* _PROBLEM REQUIREMENTS_:
Pick out every line of the entries below where "email" occurs, and copy those lines.

Items listed in a dataset
───

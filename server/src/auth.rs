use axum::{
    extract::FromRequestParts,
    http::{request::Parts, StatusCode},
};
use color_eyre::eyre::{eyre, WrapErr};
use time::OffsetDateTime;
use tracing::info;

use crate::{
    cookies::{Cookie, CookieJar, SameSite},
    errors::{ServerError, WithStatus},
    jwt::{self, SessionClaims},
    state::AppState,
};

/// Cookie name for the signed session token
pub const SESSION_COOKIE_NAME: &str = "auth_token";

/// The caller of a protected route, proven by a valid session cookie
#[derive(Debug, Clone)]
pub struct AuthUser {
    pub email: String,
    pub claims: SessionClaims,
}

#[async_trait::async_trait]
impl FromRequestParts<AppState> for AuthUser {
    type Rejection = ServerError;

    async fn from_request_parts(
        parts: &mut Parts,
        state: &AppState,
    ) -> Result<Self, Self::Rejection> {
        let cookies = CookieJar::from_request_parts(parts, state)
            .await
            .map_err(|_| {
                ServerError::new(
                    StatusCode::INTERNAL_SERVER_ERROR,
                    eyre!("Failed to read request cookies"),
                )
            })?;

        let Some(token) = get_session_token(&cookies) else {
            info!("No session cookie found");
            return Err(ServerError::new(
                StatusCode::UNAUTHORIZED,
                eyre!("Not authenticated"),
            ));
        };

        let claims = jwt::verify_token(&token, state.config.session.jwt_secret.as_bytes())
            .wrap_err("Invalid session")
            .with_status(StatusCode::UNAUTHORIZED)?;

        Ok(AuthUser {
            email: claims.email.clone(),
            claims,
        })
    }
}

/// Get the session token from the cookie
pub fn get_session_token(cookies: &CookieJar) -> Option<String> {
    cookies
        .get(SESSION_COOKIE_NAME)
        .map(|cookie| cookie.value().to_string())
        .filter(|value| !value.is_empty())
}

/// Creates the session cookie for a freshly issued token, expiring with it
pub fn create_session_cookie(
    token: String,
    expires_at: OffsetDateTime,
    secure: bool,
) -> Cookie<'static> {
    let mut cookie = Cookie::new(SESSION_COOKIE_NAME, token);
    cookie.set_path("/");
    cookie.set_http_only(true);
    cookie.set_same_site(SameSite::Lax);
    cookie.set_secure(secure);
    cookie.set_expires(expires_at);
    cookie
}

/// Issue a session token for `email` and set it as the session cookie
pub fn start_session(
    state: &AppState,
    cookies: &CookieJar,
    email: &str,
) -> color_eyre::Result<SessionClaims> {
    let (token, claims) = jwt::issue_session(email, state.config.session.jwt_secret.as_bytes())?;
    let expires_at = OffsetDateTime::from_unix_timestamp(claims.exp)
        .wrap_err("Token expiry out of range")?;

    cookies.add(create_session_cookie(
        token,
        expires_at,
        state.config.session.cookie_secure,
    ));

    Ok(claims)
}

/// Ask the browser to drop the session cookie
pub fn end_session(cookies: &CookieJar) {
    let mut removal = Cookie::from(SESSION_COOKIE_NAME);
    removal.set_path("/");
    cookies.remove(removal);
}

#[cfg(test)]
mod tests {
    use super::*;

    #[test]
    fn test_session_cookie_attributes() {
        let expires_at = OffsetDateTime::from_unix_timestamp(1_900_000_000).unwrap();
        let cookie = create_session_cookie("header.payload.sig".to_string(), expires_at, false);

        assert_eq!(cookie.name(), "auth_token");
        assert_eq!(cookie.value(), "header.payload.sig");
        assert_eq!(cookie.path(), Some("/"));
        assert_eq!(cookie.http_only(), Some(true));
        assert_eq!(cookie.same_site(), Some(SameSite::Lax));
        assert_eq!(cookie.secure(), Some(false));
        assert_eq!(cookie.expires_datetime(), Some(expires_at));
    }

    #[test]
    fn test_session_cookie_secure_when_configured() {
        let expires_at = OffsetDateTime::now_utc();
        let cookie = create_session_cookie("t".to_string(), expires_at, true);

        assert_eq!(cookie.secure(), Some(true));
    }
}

───

* _TASK OUTPUT_:
    pub email: String,
            email: claims.email.clone(),
/// Issue a session token for `email` and set it as the session cookie
    email: &str,
    let (token, claims) = jwt::issue_session(email, state.config.session.jwt_secret.as_bytes())?;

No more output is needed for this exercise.